* _Task objective_
Take the records below from their first line to the line with "hash) of every", and restate those lines word for word.

= = = = = = =

//! Data models for the application
//!
//! Each sub-module represents one entity of the multi-tenant schema or a
//! shared value type used by the ingestion and agent layers.

mod artifact;
mod audit;
mod document;
mod login_token;
mod principal;
mod secret;
mod tenant;

pub use artifact::*;
pub use audit::*;
pub use document::*;
pub use login_token::*;
pub use principal::*;
pub use secret::*;
pub use tenant::*;
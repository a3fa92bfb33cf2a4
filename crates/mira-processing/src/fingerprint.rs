use sha2::{Digest, Sha256};

/// SHA-256 of file bytes, hex encoded.
pub fn content_sha256(bytes: &[u8]) -> String {
    hex::encode(Sha256::digest(bytes))
}

/// Identity of a set of files: hash over (name, size, content hash) of every
/// file, independent of order. Any content change alters the fingerprint even
/// when the size stays the same.
pub fn file_set_fingerprint<'a, I>(files: I) -> String
where
    I: IntoIterator<Item = (&'a str, &'a [u8])>,
{
    let mut entries: Vec<(String, usize, String)> = files
        .into_iter()
        .map(|(name, bytes)| (name.to_string(), bytes.len(), content_sha256(bytes)))
        .collect();
    entries.sort();

    let mut hasher = Sha256::new();
    for (name, size, digest) in &entries {
        hasher.update(name.as_bytes());
        hasher.update([0u8]);
        hasher.update(size.to_le_bytes());
        hasher.update(digest.as_bytes());
        hasher.update([0u8]);
    }
    hex::encode(hasher.finalize())
}

#[cfg(test)]
mod tests {
    use super::*;

    #[test]
    fn order_independent() {
        let a = file_set_fingerprint([("a.txt", &b"one"[..]), ("b.txt", &b"two"[..])]);
        let b = file_set_fingerprint([("b.txt", &b"two"[..]), ("a.txt", &b"one"[..])]);
        assert_eq!(a, b);
    }

    #[test]
    fn same_size_content_change_detected() {
        let a = file_set_fingerprint([("a.txt", &b"aaaa"[..])]);
        let b = file_set_fingerprint([("a.txt", &b"bbbb"[..])]);
        assert_ne!(a, b);
    }

    #[test]
    fn rename_detected() {
        let a = file_set_fingerprint([("a.txt", &b"same"[..])]);
        let b = file_set_fingerprint([("b.txt", &b"same"[..])]);
        assert_ne!(a, b);
    }

    #[test]
    fn known_sha256() {
        assert_eq!(
            content_sha256(b"abc"),
            "ba7816bf8f01cfea414140de5dae2223b00361a396177a9cb410ff61f20015ad"
        );
    }
}
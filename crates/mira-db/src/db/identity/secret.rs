use mira_core::models::{SecretRecord, SecretScope};
use mira_core::AppError;
use sqlx::{PgPool, Postgres};

/// Encrypted secret rows in `user_secrets` / `company_secrets`. Values are
/// already ciphertext here; encryption happens in the secret store.
#[derive(Clone)]
pub struct SecretRepository {
    pool: PgPool,
}

impl SecretRepository {
    pub fn new(pool: PgPool) -> Self {
        Self { pool }
    }

    /// Insert or overwrite the value for `(scope, key_name)` atomically.
    #[tracing::instrument(
        skip(self, encrypted_value),
        fields(db.table = scope.table(), db.operation = "upsert")
    )]
    pub async fn upsert(
        &self,
        scope: SecretScope,
        key_name: &str,
        encrypted_value: &str,
    ) -> Result<SecretRecord, AppError> {
        let sql = format!(
            r#"
            INSERT INTO {} (owner_id, key_name, encrypted_value)
            VALUES ($1, $2, $3)
            ON CONFLICT (owner_id, key_name)
            DO UPDATE SET encrypted_value = EXCLUDED.encrypted_value, updated_at = now()
            RETURNING *
            "#,
            scope.table()
        );

        let record = sqlx::query_as::<Postgres, SecretRecord>(&sql)
            .bind(scope.owner_id())
            .bind(key_name)
            .bind(encrypted_value)
            .fetch_one(&self.pool)
            .await
            .map_err(|e| {
                tracing::error!(error = %e, scope = %scope, key_name = %key_name, "Failed to save secret");
                AppError::Database(e)
            })?;

        tracing::info!(scope = %scope, key_name = %key_name, "Secret saved");
        Ok(record)
    }

    #[tracing::instrument(skip(self), fields(db.table = scope.table(), db.operation = "select"))]
    pub async fn get(
        &self,
        scope: SecretScope,
        key_name: &str,
    ) -> Result<Option<SecretRecord>, AppError> {
        let sql = format!(
            "SELECT * FROM {} WHERE owner_id = $1 AND key_name = $2",
            scope.table()
        );

        sqlx::query_as::<Postgres, SecretRecord>(&sql)
            .bind(scope.owner_id())
            .bind(key_name)
            .fetch_optional(&self.pool)
            .await
            .map_err(|e| {
                tracing::error!(error = %e, scope = %scope, "Failed to get secret");
                AppError::Database(e)
            })
    }
}
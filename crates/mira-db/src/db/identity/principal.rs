use mira_core::models::{normalize_email, Principal, Role};
use mira_core::AppError;
use sqlx::{PgConnection, PgPool, Postgres};
use uuid::Uuid;

use super::tenant;
use crate::db::transaction::with_transaction;

#[derive(Clone)]
pub struct PrincipalRepository {
    pool: PgPool,
}

impl PrincipalRepository {
    pub fn new(pool: PgPool) -> Self {
        Self { pool }
    }

    #[tracing::instrument(skip(self), fields(db.table = "users", db.operation = "select"))]
    pub async fn get(&self, id: Uuid) -> Result<Option<Principal>, AppError> {
        sqlx::query_as::<Postgres, Principal>("SELECT * FROM users WHERE id = $1")
            .bind(id)
            .fetch_optional(&self.pool)
            .await
            .map_err(|e| {
                tracing::error!(error = %e, user_id = %id, "Failed to get user");
                AppError::Database(e)
            })
    }

    #[tracing::instrument(skip(self), fields(db.table = "users", db.operation = "select"))]
    pub async fn find_by_email(&self, email: &str) -> Result<Option<Principal>, AppError> {
        let mut conn = self.pool.acquire().await.map_err(AppError::Database)?;
        find_by_email(&mut conn, &normalize_email(email)).await
    }

    /// Return the principal for `email`, creating it (and its tenant) when
    /// absent. The tenant row is locked while members are counted, so two
    /// concurrent first signups cannot both become admin.
    #[tracing::instrument(skip(self), fields(db.table = "users", db.operation = "upsert"))]
    pub async fn get_or_create(
        &self,
        email: &str,
        company_name: &str,
        domain: Option<&str>,
    ) -> Result<Principal, AppError> {
        let email = normalize_email(email);
        let company_name = company_name.to_string();
        let domain = domain.map(str::to_string);

        with_transaction(&self.pool, move |conn| {
            Box::pin(async move {
                if let Some(existing) = find_by_email(&mut *conn, &email).await? {
                    return Ok(existing);
                }

                let tenant =
                    tenant::get_or_create_in(&mut *conn, &company_name, domain.as_deref()).await?;

                sqlx::query("SELECT id FROM companies WHERE id = $1 FOR UPDATE")
                    .bind(tenant.id)
                    .execute(&mut *conn)
                    .await
                    .map_err(AppError::Database)?;

                let members: i64 =
                    sqlx::query_scalar("SELECT COUNT(*) FROM users WHERE company_id = $1")
                        .bind(tenant.id)
                        .fetch_one(&mut *conn)
                        .await
                        .map_err(AppError::Database)?;

                let role = Role::for_new_member(members);

                let inserted = sqlx::query_as::<Postgres, Principal>(
                    r#"
                    INSERT INTO users (email, company_id, role)
                    VALUES ($1, $2, $3)
                    ON CONFLICT (email) DO NOTHING
                    RETURNING *
                    "#,
                )
                .bind(&email)
                .bind(tenant.id)
                .bind(role.as_str())
                .fetch_optional(&mut *conn)
                .await
                .map_err(|e| {
                    tracing::error!(error = %e, "Failed to create user");
                    AppError::Database(e)
                })?;

                match inserted {
                    Some(principal) => {
                        tracing::info!(
                            user_id = %principal.id,
                            tenant_id = %tenant.id,
                            role = %role,
                            "User created"
                        );
                        Ok(principal)
                    }
                    None => find_by_email(conn, &email).await?.ok_or_else(|| {
                        AppError::Internal("User vanished after concurrent insert".to_string())
                    }),
                }
            })
        })
        .await
    }

    #[tracing::instrument(skip(self), fields(db.table = "users", db.operation = "select"))]
    pub async fn list_by_tenant(&self, tenant_id: Uuid) -> Result<Vec<Principal>, AppError> {
        sqlx::query_as::<Postgres, Principal>(
            r#"
            SELECT * FROM users
            WHERE company_id = $1
            ORDER BY created_at ASC
            "#,
        )
        .bind(tenant_id)
        .fetch_all(&self.pool)
        .await
        .map_err(|e| {
            tracing::error!(error = %e, tenant_id = %tenant_id, "Failed to list users");
            AppError::Database(e)
        })
    }

    /// Change a principal's role. Authorization is the caller's concern.
    #[tracing::instrument(skip(self), fields(db.table = "users", db.operation = "update"))]
    pub async fn set_role(&self, id: Uuid, role: Role) -> Result<Principal, AppError> {
        let principal = sqlx::query_as::<Postgres, Principal>(
            r#"
            UPDATE users SET role = $2
            WHERE id = $1
            RETURNING *
            "#,
        )
        .bind(id)
        .bind(role.as_str())
        .fetch_optional(&self.pool)
        .await
        .map_err(|e| {
            tracing::error!(error = %e, user_id = %id, "Failed to set user role");
            AppError::Database(e)
        })?
        .ok_or_else(|| AppError::NotFound(format!("User {} not found", id)))?;

        tracing::info!(user_id = %id, role = %role, "User role updated");
        Ok(principal)
    }
}

pub(crate) async fn find_by_email(
    conn: &mut PgConnection,
    email: &str,
) -> Result<Option<Principal>, AppError> {
    sqlx::query_as::<Postgres, Principal>("SELECT * FROM users WHERE email = $1")
        .bind(email)
        .fetch_optional(conn)
        .await
        .map_err(|e| {
            tracing::error!(error = %e, "Failed to get user by email");
            AppError::Database(e)
        })
}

= = = = = = =

* _Completed exercise_
//! Data models for the application
//!
//! Each sub-module represents one entity of the multi-tenant schema or a
//! shared value type used by the ingestion and agent layers.

mod artifact;
mod audit;
mod document;
mod login_token;
mod principal;
mod secret;
mod tenant;

pub use artifact::*;
pub use audit::*;
pub use document::*;
pub use login_token::*;
pub use principal::*;
pub use secret::*;
pub use tenant::*;
repository a3fa92bfb33cf2a4
filename crates/mira-processing/src/fingerprint.rs
use sha2::{Digest, Sha256};

/// SHA-256 of file bytes, hex encoded.
pub fn content_sha256(bytes: &[u8]) -> String {
    hex::encode(Sha256::digest(bytes))
}

/// Identity of a set of files: hash over (name, size, content hash) of every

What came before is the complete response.